Commercial Detox Products Don’t Speed Things Up
If you’re considering detox teas, juice cleanses, or supplement kits to accelerate the process, the evidence is discouraging. Harvard Health Publishing reviewed the detox products marketed to health-conscious consumers and found no medical evidence supporting them. There are no clinical data showing that detox diets, laxative teas, or intestinal cleansing kits increase the rate at which your body eliminates toxins. These products aren’t prescription medications that have gone through rigorous testing. They’re retail items sold at spas, online stores, and through direct mail.
What actually supports your body’s built-in detox system is straightforward: eating well, staying hydrated, exercising regularly, and getting enough sleep. Your liver and kidneys are remarkably effective when given the basics they need to function. No supplement has been shown to outperform what a healthy body already does on its own.

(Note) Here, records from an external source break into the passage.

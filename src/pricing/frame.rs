//! Frame (profile) cost calculator.

use super::tables::frame_price_or_default;
use crate::config::{FRAME_EXTRA_MATERIAL, FRAME_LABOR_RATE};
use crate::model::FrameSpec;
use serde::{Deserialize, Serialize};

/// Cost breakdown for a framed opening.
#[derive(Debug, Clone, Copy, Default, PartialEq, Serialize, Deserialize)]
pub struct FrameCost {
    /// Perimeter meters requested.
    pub linear_meters: f64,
    /// Allowance for crossbars and reinforcements.
    pub extra_material: f64,
    /// linear_meters + extra_material.
    pub total_linear_meters: f64,
    /// Unit price used (table or fallback).
    pub price_per_meter: f64,
    /// total_linear_meters x price_per_meter.
    pub material_cost: f64,
    /// Labor on the un-inflated linear meters.
    pub labor_cost: f64,
    /// material_cost + labor_cost.
    pub total_price: f64,
}

/// Price the profiles for a frame.
pub fn calculate_frame_cost(spec: &FrameSpec) -> FrameCost {
    let price_per_meter = frame_price_or_default(&spec.profile_line, spec.color);

    let linear_meters = spec.linear_meters;
    let extra_material = linear_meters * FRAME_EXTRA_MATERIAL;
    let total_linear_meters = linear_meters + extra_material;

    let material_cost = total_linear_meters * price_per_meter;
    // Labor is charged on the measured meters only, not on the extra material
    let labor_cost = linear_meters * FRAME_LABOR_RATE;

    FrameCost {
        linear_meters,
        extra_material,
        total_linear_meters,
        price_per_meter,
        material_cost,
        labor_cost,
        total_price: material_cost + labor_cost,
    }
}
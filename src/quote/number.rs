//! Quote numbers in the `YYYYMMNNNN` format.

use chrono::{Datelike, Local};
use rand::Rng;

/// Format a quote number from year, month and a sequence (kept to 4 digits).
pub fn quote_number(year: i32, month: u32, sequence: u32) -> String {
    format!("{:04}{:02}{:04}", year, month, sequence % 10_000)
}

/// New quote number for the current month with a random sequence.
pub fn generate_quote_number() -> String {
    let today = Local::now().date_naive();
    let sequence = rand::thread_rng().gen_range(0..10_000);
    quote_number(today.year(), today.month(), sequence)
}

#[cfg(test)]
mod tests {
    use super::*;

    #[test]
    fn test_quote_number_format() {
        assert_eq!(quote_number(2024, 3, 42), "2024030042");
        assert_eq!(quote_number(2025, 12, 9999), "2025129999");
        assert_eq!(quote_number(2025, 1, 12345), "2025012345");
    }

    #[test]
    fn test_generated_number_shape() {
        let number = generate_quote_number();
        assert_eq!(number.len(), 10);
        assert!(number.chars().all(|c| c.is_ascii_digit()));
    }
}
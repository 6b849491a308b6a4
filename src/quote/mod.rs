//! Quote building: the in-progress draft and quote numbering.

mod draft;
mod number;

pub use draft::{QuoteDraft, QuoteHeader};
pub use number::{generate_quote_number, quote_number};
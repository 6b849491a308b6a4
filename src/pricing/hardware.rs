//! Hardware cost calculator.

use serde::{Deserialize, Serialize};

/// Cost of a hardware line. The unit price always comes from the caller.
#[derive(Debug, Clone, Copy, Default, PartialEq, Serialize, Deserialize)]
pub struct HardwareCost {
    pub quantity: u32,
    pub unit_price: f64,
    pub total_price: f64,
}

/// Price `quantity` pieces at `unit_price`.
pub fn calculate_hardware_cost(quantity: u32, unit_price: f64) -> HardwareCost {
    HardwareCost {
        quantity,
        unit_price,
        total_price: f64::from(quantity) * unit_price,
    }
}

#[cfg(test)]
mod tests {
    use super::*;

    #[test]
    fn test_hardware_cost() {
        let cost = calculate_hardware_cost(4, 15.0);
        assert_eq!(cost.quantity, 4);
        assert_eq!(cost.total_price, 60.0);
        assert_eq!(calculate_hardware_cost(0, 99.0).total_price, 0.0);
    }
}
//! Frame (window/door profile) specification.

use super::NamedOption;
use serde::{Deserialize, Serialize};

/// Opening system of the frame.
#[derive(Debug, Clone, Copy, PartialEq, Eq, Hash, Default, Serialize, Deserialize)]
#[serde(rename_all = "kebab-case", try_from = "String")]
pub enum FrameSystem {
    #[default]
    Sliding,
    TiltTurn,
    Pivot,
    Awning,
    Hinged,
    Folding,
}

impl NamedOption for FrameSystem {
    const KIND: &'static str = "frame system";

    fn all() -> &'static [Self] {
        &[
            Self::Sliding,
            Self::TiltTurn,
            Self::Pivot,
            Self::Awning,
            Self::Hinged,
            Self::Folding,
        ]
    }

    fn name(&self) -> &'static str {
        match self {
            Self::Sliding => "sliding",
            Self::TiltTurn => "tilt-turn",
            Self::Pivot => "pivot",
            Self::Awning => "awning",
            Self::Hinged => "hinged",
            Self::Folding => "folding",
        }
    }

    fn aliases(&self) -> &'static [&'static str] {
        match self {
            Self::Sliding => &["correr"],
            Self::TiltTurn => &["maximar"],
            Self::Pivot => &["pivotante"],
            Self::Awning => &["basculante"],
            Self::Hinged => &["abrir"],
            Self::Folding => &["rebativel"],
        }
    }
}

/// Profile finish color.
#[derive(Debug, Clone, Copy, PartialEq, Eq, Hash, Default, Serialize, Deserialize)]
#[serde(rename_all = "kebab-case", try_from = "String")]
pub enum FrameColor {
    #[default]
    White,
    Black,
    Anodized,
    WoodGrain,
}

impl NamedOption for FrameColor {
    const KIND: &'static str = "frame color";

    fn all() -> &'static [Self] {
        &[Self::White, Self::Black, Self::Anodized, Self::WoodGrain]
    }

    fn name(&self) -> &'static str {
        match self {
            Self::White => "white",
            Self::Black => "black",
            Self::Anodized => "anodized",
            Self::WoodGrain => "wood-grain",
        }
    }

    fn aliases(&self) -> &'static [&'static str] {
        match self {
            Self::White => &["branco"],
            Self::Black => &["preto"],
            Self::Anodized => &["anodizado"],
            Self::WoodGrain => &["madeirado"],
        }
    }
}

named_option_traits!(FrameSystem, FrameColor);

/// Frame specification (FrameSpec).
#[derive(Debug, Clone, PartialEq, Serialize, Deserialize)]
pub struct FrameSpec {
    /// Opening system.
    pub system: FrameSystem,
    /// Profile line name as entered, e.g. "Line 25".
    pub profile_line: String,
    /// Profile color.
    pub color: FrameColor,
    /// Linear meters of perimeter to frame.
    #[serde(default)]
    pub linear_meters: f64,
}

impl FrameSpec {
    /// Create a frame spec.
    pub fn new(
        system: FrameSystem,
        profile_line: impl Into<String>,
        color: FrameColor,
        linear_meters: f64,
    ) -> Self {
        Self {
            system,
            profile_line: profile_line.into(),
            color,
            linear_meters,
        }
    }

    /// Short label, e.g. "sliding Line 25 white".
    pub fn label(&self) -> String {
        format!("{} {} {}", self.system, self.profile_line, self.color)
    }
}

#[cfg(test)]
mod tests {
    use super::*;

    #[test]
    fn test_parse() {
        assert_eq!("Tilt Turn".parse::<FrameSystem>().unwrap(), FrameSystem::TiltTurn);
        assert_eq!("correr".parse::<FrameSystem>().unwrap(), FrameSystem::Sliding);
        assert_eq!("wood_grain".parse::<FrameColor>().unwrap(), FrameColor::WoodGrain);
        assert!("chrome".parse::<FrameColor>().is_err());
    }

    #[test]
    fn test_label() {
        let spec = FrameSpec::new(FrameSystem::Sliding, "Line 25", FrameColor::White, 5.4);
        assert_eq!(spec.label(), "sliding Line 25 white");
    }
}
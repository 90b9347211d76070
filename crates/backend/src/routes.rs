use axum::{
    routing::{get, post},
    Router,
};

use crate::handlers;

/// Конфигурация всех роутов приложения
pub fn configure_routes() -> Router {
    Router::new()
        .route("/health", get(|| async { "ok" }))
        // ========================================
        // DOCUMENT COLLECTIONS (a001-a009)
        // ========================================
        .route("/api/:collection/list", get(handlers::documents::list))
        .route(
            "/api/:collection/:id",
            get(handlers::documents::get_by_id).delete(handlers::documents::delete),
        )
        .route(
            "/api/:collection/:id/clone",
            post(handlers::documents::clone_document),
        )
        .route(
            "/api/:collection/:id/convert",
            post(handlers::documents::convert),
        )
        .route("/api/:collection/:id/print", get(handlers::documents::print))
        .route(
            "/api/:collection/:id/document",
            get(handlers::documents::document_view),
        )
}
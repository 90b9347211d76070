use thiserror::Error;

/// Ошибки списка; `Display` содержит текст для пользователя
#[derive(Debug, Clone, PartialEq, Eq, Error)]
pub enum ListError {
    #[error("{0}")]
    Transport(String),

    #[error("Server error {status}: {message}")]
    Status { status: u16, message: String },

    #[error("Unexpected server response: {0}")]
    Decode(String),

    /// The server answered `success: false`
    #[error("{0}")]
    Rejected(String),

    #[error("{0} is not available for this list")]
    Unsupported(&'static str),
}
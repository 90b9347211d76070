use crate::domain::a001_purchase_order::aggregate::OrderLine;
use crate::domain::common::{AggregateRoot, DocumentStatus};
use crate::shared::list::Searchable;
use chrono::NaiveDate;
use serde::{Deserialize, Serialize};

/// Коммерческое предложение (агрегат a006)
#[derive(Debug, Clone, Serialize, Deserialize, PartialEq)]
#[serde(rename_all = "camelCase")]
pub struct Quotation {
    #[serde(rename = "_id", default)]
    pub id: String,
    pub quotation_number: String,
    pub customer_name: String,
    #[serde(default)]
    pub customer_phone: Option<String>,
    pub quotation_date: NaiveDate,
    #[serde(default)]
    pub valid_until: Option<NaiveDate>,
    #[serde(default)]
    pub status: DocumentStatus,
    #[serde(default)]
    pub lines: Vec<OrderLine>,
    pub total_amount: f64,
    #[serde(default)]
    pub notes: Option<String>,
}

impl AggregateRoot for Quotation {
    fn id(&self) -> &str {
        &self.id
    }

    fn document_no(&self) -> &str {
        &self.quotation_number
    }

    fn aggregate_index() -> &'static str {
        "a006"
    }

    fn collection_name() -> &'static str {
        "quotations"
    }

    fn element_name() -> &'static str {
        "Quotation"
    }

    fn list_name() -> &'static str {
        "Quotations"
    }

    fn document_no_field() -> &'static str {
        "quotationNumber"
    }
}

impl Searchable for Quotation {
    fn search_fields(&self) -> Vec<&str> {
        let mut fields = vec![self.quotation_number.as_str(), self.customer_name.as_str()];
        fields.extend(self.customer_phone.as_deref());
        fields.extend(self.notes.as_deref());
        fields
    }
}
/// Trait для типов данных, поддерживающих локальный поиск
pub trait Searchable {
    /// Текстовые поля, по которым выполняется поиск
    fn search_fields(&self) -> Vec<&str>;

    /// Проверяет, соответствует ли объект поисковому запросу
    /// (регистронезависимое вхождение подстроки в любое из полей)
    fn matches_filter(&self, filter: &str) -> bool {
        let needle = filter.trim().to_lowercase();
        if needle.is_empty() {
            return true;
        }
        self.search_fields()
            .iter()
            .any(|field| field.to_lowercase().contains(&needle))
    }
}
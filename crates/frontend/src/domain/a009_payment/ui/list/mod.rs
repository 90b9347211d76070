use contracts::domain::common::AggregateRoot;
use contracts::domain::a009_payment::aggregate::Payment;
use contracts::shared::list::SortDirection;
use leptos::prelude::*;

use crate::shared::components::toasts::use_notifier;
use crate::shared::list_controller::{http_controller, use_list_controller};
use crate::shared::list_page::{Column, ListPage};
use crate::shared::list_utils::{format_date, format_money};

fn columns() -> Vec<Column<Payment>> {
    vec![
        Column::new("paymentNumber", "Payment #", |r| r.payment_number.clone()),
        Column::new("paymentDate", "Date", |r| format_date(r.payment_date)),
        Column::new("direction", "Direction", |r| r.direction.as_str().to_string()),
        Column::new("counterpartyName", "Counterparty", |r| r.counterparty_name.clone()),
        Column::unsorted("method", "Method", |r| r.method.clone().unwrap_or_default()),
        Column::unsorted("referenceNo", "Reference", |r| r.reference_no.clone().unwrap_or_default()),
        Column::new("amount", "Amount", |r| format_money(r.amount)),
    ]
}

#[component]
pub fn PaymentList() -> impl IntoView {
    let controller = http_controller::<Payment>(use_notifier())
        .with_sort("paymentDate", SortDirection::Desc);
    let binding = use_list_controller(controller);
    binding.spawn(|controller| async move {
        let _ = controller.initialize(Vec::new()).await;
    });

    view! {
        <ListPage
            binding=binding
            columns=columns()
            title=Payment::list_name()
        />
    }
}
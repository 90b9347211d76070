use contracts::domain::common::AggregateRoot;
use contracts::domain::a003_product::aggregate::Product;
use contracts::shared::list::SortDirection;
use leptos::prelude::*;

use crate::shared::components::toasts::use_notifier;
use crate::shared::list_controller::{http_controller, use_list_controller};
use crate::shared::list_page::{Column, ListPage};
use crate::shared::list_utils::format_money;

fn columns() -> Vec<Column<Product>> {
    vec![
        Column::new("sku", "SKU", |r| r.sku.clone()),
        Column::new("name", "Name", |r| r.name.clone()),
        Column::new("category", "Category", |r| r.category.clone().unwrap_or_default()),
        Column::unsorted("unit", "Unit", |r| r.unit.clone().unwrap_or_default()),
        Column::new("unitPrice", "Price", |r| format_money(r.unit_price)),
        Column::new("stockQuantity", "In stock", |r| r.stock_quantity.to_string()),
    ]
}

#[component]
pub fn ProductList() -> impl IntoView {
    let controller = http_controller::<Product>(use_notifier())
        .with_sort("name", SortDirection::Asc);
    let binding = use_list_controller(controller);
    binding.spawn(|controller| async move {
        let _ = controller.initialize(Vec::new()).await;
    });

    view! {
        <ListPage
            binding=binding
            columns=columns()
            title=Product::list_name()
        />
    }
}
pub mod config;
pub mod data;
pub mod format;
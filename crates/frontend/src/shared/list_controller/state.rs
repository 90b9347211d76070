use contracts::shared::list::{Pagination, SortDirection};

/// Read-only view of the controller state handed to observers
#[derive(Debug, Clone, PartialEq)]
pub struct ListSnapshot<T> {
    pub records: Vec<T>,
    pub pagination: Pagination,
    pub sort_by: Option<String>,
    pub sort_direction: SortDirection,
    pub search_term: String,
    pub searching: bool,
    pub loading: bool,
}

impl<T> Default for ListSnapshot<T> {
    fn default() -> Self {
        Self {
            records: Vec::new(),
            pagination: Pagination::default(),
            sort_by: None,
            sort_direction: SortDirection::Asc,
            search_term: String::new(),
            searching: false,
            loading: false,
        }
    }
}

/// Partial override of the current page / sort state.
///
/// `None` keeps the current value; `sort_by: Some("")` returns to the
/// server-default ordering.
#[derive(Debug, Clone, Default, PartialEq, Eq)]
pub struct FetchParams {
    pub page: Option<u64>,
    pub page_size: Option<u64>,
    pub sort_by: Option<String>,
    pub sort_direction: Option<SortDirection>,
}

impl FetchParams {
    pub fn page(mut self, page: u64) -> Self {
        self.page = Some(page);
        self
    }

    pub fn page_size(mut self, page_size: u64) -> Self {
        self.page_size = Some(page_size);
        self
    }

    pub fn sort(mut self, field: impl Into<String>, direction: SortDirection) -> Self {
        self.sort_by = Some(field.into());
        self.sort_direction = Some(direction);
        self
    }
}

#[derive(Debug, Clone, Copy, PartialEq, Eq)]
pub enum FetchOutcome {
    /// The response replaced the list state
    Applied,
    /// `initialize` was given records, no request was made
    Seeded,
    /// A later request was issued before this one completed; response dropped
    Superseded,
    /// The owning view is gone; response dropped
    Disposed,
    /// Invalid UI input or repeated `initialize`; nothing happened
    Skipped,
}
use thiserror::Error;

/// Domain failures of the document store; handlers map them to HTTP statuses
#[derive(Debug, Error, Clone, PartialEq, Eq)]
pub enum DocumentError {
    #[error("Unknown collection: {0}")]
    UnknownCollection(String),

    #[error("{collection} {id} not found")]
    NotFound { collection: String, id: String },

    #[error("{0} cannot be converted")]
    ConversionUnsupported(String),

    #[error("{0} is already converted")]
    AlreadyConverted(String),

    #[error("Stored record is malformed: {0}")]
    Malformed(String),
}

impl DocumentError {
    pub fn not_found(collection: &str, id: &str) -> Self {
        DocumentError::NotFound {
            collection: collection.to_string(),
            id: id.to_string(),
        }
    }

    /// Rejections that are reported as `success: false` instead of an HTTP error
    pub fn is_rejection(&self) -> bool {
        matches!(
            self,
            DocumentError::ConversionUnsupported(_) | DocumentError::AlreadyConverted(_)
        )
    }
}
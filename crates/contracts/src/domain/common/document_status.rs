use serde::{Deserialize, Serialize};

/// Lifecycle status shared by order-like documents.
#[derive(Debug, Clone, Copy, Default, PartialEq, Eq, Hash, Serialize, Deserialize)]
#[serde(rename_all = "lowercase")]
pub enum DocumentStatus {
    #[default]
    Draft,
    Pending,
    Approved,
    Unpaid,
    Paid,
    Converted,
    Cancelled,
}

impl DocumentStatus {
    pub fn as_str(&self) -> &'static str {
        match self {
            DocumentStatus::Draft => "draft",
            DocumentStatus::Pending => "pending",
            DocumentStatus::Approved => "approved",
            DocumentStatus::Unpaid => "unpaid",
            DocumentStatus::Paid => "paid",
            DocumentStatus::Converted => "converted",
            DocumentStatus::Cancelled => "cancelled",
        }
    }
}

impl std::fmt::Display for DocumentStatus {
    fn fmt(&self, f: &mut std::fmt::Formatter<'_>) -> std::fmt::Result {
        write!(f, "{}", self.as_str())
    }
}

#[cfg(test)]
mod tests {
    use super::*;

    #[test]
    fn test_status_wire_format() {
        let json = serde_json::to_string(&DocumentStatus::Converted).unwrap();
        assert_eq!(json, "\"converted\"");
        let parsed: DocumentStatus = serde_json::from_str("\"unpaid\"").unwrap();
        assert_eq!(parsed, DocumentStatus::Unpaid);
    }
}
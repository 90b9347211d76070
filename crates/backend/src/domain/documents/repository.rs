use anyhow::Result;
use chrono::Utc;
use sea_orm::entity::prelude::*;
use sea_orm::sea_query::Expr;
use sea_orm::{
    ActiveModelTrait, ConnectionTrait, EntityTrait, PaginatorTrait, QueryFilter, QuerySelect, Set,
};
use serde::{Deserialize, Serialize};
use serde_json::Value;

use super::list_engine::ListSql;

#[derive(Clone, Debug, PartialEq, DeriveEntityModel, Serialize, Deserialize)]
#[sea_orm(table_name = "documents")]
pub struct Model {
    #[sea_orm(primary_key, auto_increment = false)]
    pub id: String,
    pub collection: String,
    /// Номер документа, дублируется из JSON для нумерации
    pub code: String,
    pub data_json: String,
    pub is_deleted: bool,
    pub created_at: Option<chrono::DateTime<chrono::Utc>>,
    pub updated_at: Option<chrono::DateTime<chrono::Utc>>,
}

#[derive(Copy, Clone, Debug, EnumIter, DeriveRelation)]
pub enum Relation {}

impl ActiveModelBehavior for ActiveModel {}

impl Model {
    pub fn data(&self) -> Result<Value> {
        Ok(serde_json::from_str(&self.data_json)?)
    }
}

/// Страница списка и общее число подходящих записей
pub async fn list_page<C: ConnectionTrait>(db: &C, sql: &ListSql) -> Result<(Vec<Model>, u64)> {
    let total = match db.query_one(sql.count_statement()).await? {
        Some(row) => row.try_get::<i64>("", "cnt")?,
        None => 0,
    };
    let models = Entity::find()
        .from_raw_sql(sql.page_statement())
        .all(db)
        .await?;
    Ok((models, total.max(0) as u64))
}

pub async fn get_active<C: ConnectionTrait>(
    db: &C,
    collection: &str,
    id: &str,
) -> Result<Option<Model>> {
    let model = Entity::find_by_id(id.to_string())
        .filter(Column::Collection.eq(collection))
        .filter(Column::IsDeleted.eq(false))
        .one(db)
        .await?;
    Ok(model)
}

/// Все номера коллекции, включая удалённые: номера не переиспользуются
pub async fn list_codes<C: ConnectionTrait>(db: &C, collection: &str) -> Result<Vec<String>> {
    let codes = Entity::find()
        .select_only()
        .column(Column::Code)
        .filter(Column::Collection.eq(collection))
        .into_tuple::<String>()
        .all(db)
        .await?;
    Ok(codes)
}

pub async fn count_all<C: ConnectionTrait>(db: &C, collection: &str) -> Result<u64> {
    let count = Entity::find()
        .filter(Column::Collection.eq(collection))
        .count(db)
        .await?;
    Ok(count)
}

/// Fails on a duplicate `(collection, code)`
pub async fn insert<C: ConnectionTrait>(
    db: &C,
    collection: &str,
    id: &str,
    code: &str,
    data: &Value,
) -> Result<()> {
    let now = Utc::now();
    let active_model = ActiveModel {
        id: Set(id.to_string()),
        collection: Set(collection.to_string()),
        code: Set(code.to_string()),
        data_json: Set(serde_json::to_string(data)?),
        is_deleted: Set(false),
        created_at: Set(Some(now)),
        updated_at: Set(Some(now)),
    };
    Entity::insert(active_model).exec(db).await?;
    Ok(())
}

/// Заменяет тело записи, только если оно не менялось с момента чтения `model`.
/// Возвращает `false`, если запись успели изменить или удалить.
pub async fn replace_data<C: ConnectionTrait>(db: &C, model: &Model, data: &Value) -> Result<bool> {
    let result = Entity::update_many()
        .col_expr(Column::DataJson, Expr::value(serde_json::to_string(data)?))
        .col_expr(Column::UpdatedAt, Expr::value(Utc::now()))
        .filter(Column::Id.eq(model.id.as_str()))
        .filter(Column::DataJson.eq(model.data_json.as_str()))
        .filter(Column::IsDeleted.eq(false))
        .exec(db)
        .await?;
    Ok(result.rows_affected == 1)
}

pub async fn soft_delete<C: ConnectionTrait>(db: &C, model: Model) -> Result<()> {
    let mut active_model: ActiveModel = model.into();
    active_model.is_deleted = Set(true);
    active_model.updated_at = Set(Some(Utc::now()));
    active_model.update(db).await?;
    Ok(())
}
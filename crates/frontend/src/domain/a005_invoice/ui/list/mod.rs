use contracts::domain::common::AggregateRoot;
use contracts::domain::a005_invoice::aggregate::Invoice;
use contracts::shared::list::SortDirection;
use leptos::prelude::*;

use crate::shared::components::toasts::use_notifier;
use crate::shared::list_controller::{http_controller, use_list_controller};
use crate::shared::list_page::{Column, ListPage};
use crate::shared::list_utils::{format_date, format_optional_date, format_money};

fn columns() -> Vec<Column<Invoice>> {
    vec![
        Column::new("invoiceNumber", "Invoice #", |r| r.invoice_number.clone()),
        Column::new("customerName", "Customer", |r| r.customer_name.clone()),
        Column::unsorted("customerPhone", "Phone", |r| r.customer_phone.clone().unwrap_or_default()),
        Column::new("invoiceDate", "Date", |r| format_date(r.invoice_date)),
        Column::new("dueDate", "Due", |r| format_optional_date(r.due_date)),
        Column::new("status", "Status", |r| r.status.to_string()),
        Column::new("totalAmount", "Total", |r| format_money(r.total_amount)),
    ]
}

#[component]
pub fn InvoiceList() -> impl IntoView {
    let controller = http_controller::<Invoice>(use_notifier())
        .with_sort("invoiceDate", SortDirection::Desc);
    let binding = use_list_controller(controller);
    binding.spawn(|controller| async move {
        let _ = controller.initialize(Vec::new()).await;
    });

    view! {
        <ListPage
            binding=binding
            columns=columns()
            title=Invoice::list_name()
        />
    }
}
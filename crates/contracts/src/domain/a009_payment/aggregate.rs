use crate::domain::common::AggregateRoot;
use crate::shared::list::Searchable;
use chrono::NaiveDate;
use serde::{Deserialize, Serialize};

#[derive(Debug, Clone, Copy, Default, PartialEq, Eq, Hash, Serialize, Deserialize)]
#[serde(rename_all = "lowercase")]
pub enum PaymentDirection {
    /// Поступление от покупателя
    #[default]
    Incoming,
    /// Оплата поставщику
    Outgoing,
}

impl PaymentDirection {
    pub fn as_str(&self) -> &'static str {
        match self {
            PaymentDirection::Incoming => "incoming",
            PaymentDirection::Outgoing => "outgoing",
        }
    }
}

/// Платёж (агрегат a009)
#[derive(Debug, Clone, Serialize, Deserialize, PartialEq)]
#[serde(rename_all = "camelCase")]
pub struct Payment {
    #[serde(rename = "_id", default)]
    pub id: String,
    pub payment_number: String,
    #[serde(default)]
    pub direction: PaymentDirection,
    pub counterparty_name: String,
    #[serde(default)]
    pub counterparty_phone: Option<String>,
    pub amount: f64,
    pub payment_date: NaiveDate,
    #[serde(default)]
    pub method: Option<String>,
    /// Номер банковской операции / чека
    #[serde(default)]
    pub reference_no: Option<String>,
    /// Оплачиваемый документ (счёт или приобретение)
    #[serde(default)]
    pub document_id: Option<String>,
    #[serde(default)]
    pub notes: Option<String>,
}

impl AggregateRoot for Payment {
    fn id(&self) -> &str {
        &self.id
    }

    fn document_no(&self) -> &str {
        &self.payment_number
    }

    fn aggregate_index() -> &'static str {
        "a009"
    }

    fn collection_name() -> &'static str {
        "payments"
    }

    fn element_name() -> &'static str {
        "Payment"
    }

    fn list_name() -> &'static str {
        "Payments"
    }

    fn document_no_field() -> &'static str {
        "paymentNumber"
    }
}

impl Searchable for Payment {
    fn search_fields(&self) -> Vec<&str> {
        let mut fields = vec![
            self.payment_number.as_str(),
            self.counterparty_name.as_str(),
        ];
        fields.extend(self.counterparty_phone.as_deref());
        fields.extend(self.reference_no.as_deref());
        fields.extend(self.notes.as_deref());
        fields
    }
}
pub mod conversion;
pub mod error;
pub mod list_engine;
pub mod numbering;
pub mod registry;
pub mod repository;
pub mod seed;
pub mod service;

pub use error::DocumentError;
pub use registry::{find_collection, CollectionDef};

What Detox Actually Feels Like
Regardless of the substance, the early phase of detox is usually the hardest. Common symptoms across most types of detox include nausea, headaches, fatigue, irritability, sweating, and difficulty sleeping. These are signs that your body is adapting to the absence of a substance it had adjusted to. The intensity and duration depend on what you were using, how much, and for how long.
For people in a supervised medical detox program, the process typically involves three stages: an initial evaluation, a stabilization period where the worst symptoms are managed, and then transition into ongoing treatment. The stabilization phase is where most of the physical discomfort occurs, and it’s also the phase that varies most in length. Someone detoxing from a short-acting opioid might feel physically stable within a week. Someone coming off long-term alcohol use or benzodiazepines might need two to three weeks before the acute symptoms fully resolve.
One important distinction: physical detox and full recovery are not the same thing. Clearing a substance from your body is the first step, but cravings, sleep disruption, mood changes, and cognitive fog can persist for months after the physical withdrawal ends. This is sometimes called post-acute withdrawal, and it’s a normal part of the brain recalibrating after prolonged substance exposure.
Factors That Affect Your Personal Timeline
Two people using the same substance for the same duration can have very different detox experiences. Genetics account for a large part of this variation, particularly differences in liver enzyme activity that determine how quickly your body processes specific compounds. Ethnic background influences the distribution of these genetic variants, which is one reason detox timelines published online are always ranges rather than exact numbers.
Beyond genetics, your age, liver health, kidney function, hydration levels, and overall fitness all play roles. Younger adults with healthy organs and active lifestyles generally clear substances faster. People with liver damage, chronic dehydration, or sedentary habits may process them more slowly. Body composition matters for fat-soluble substances like THC, where higher body fat means longer retention. And if you’re using multiple substances simultaneously, the liver has to process all of them through overlapping pathways, which can slow everything down.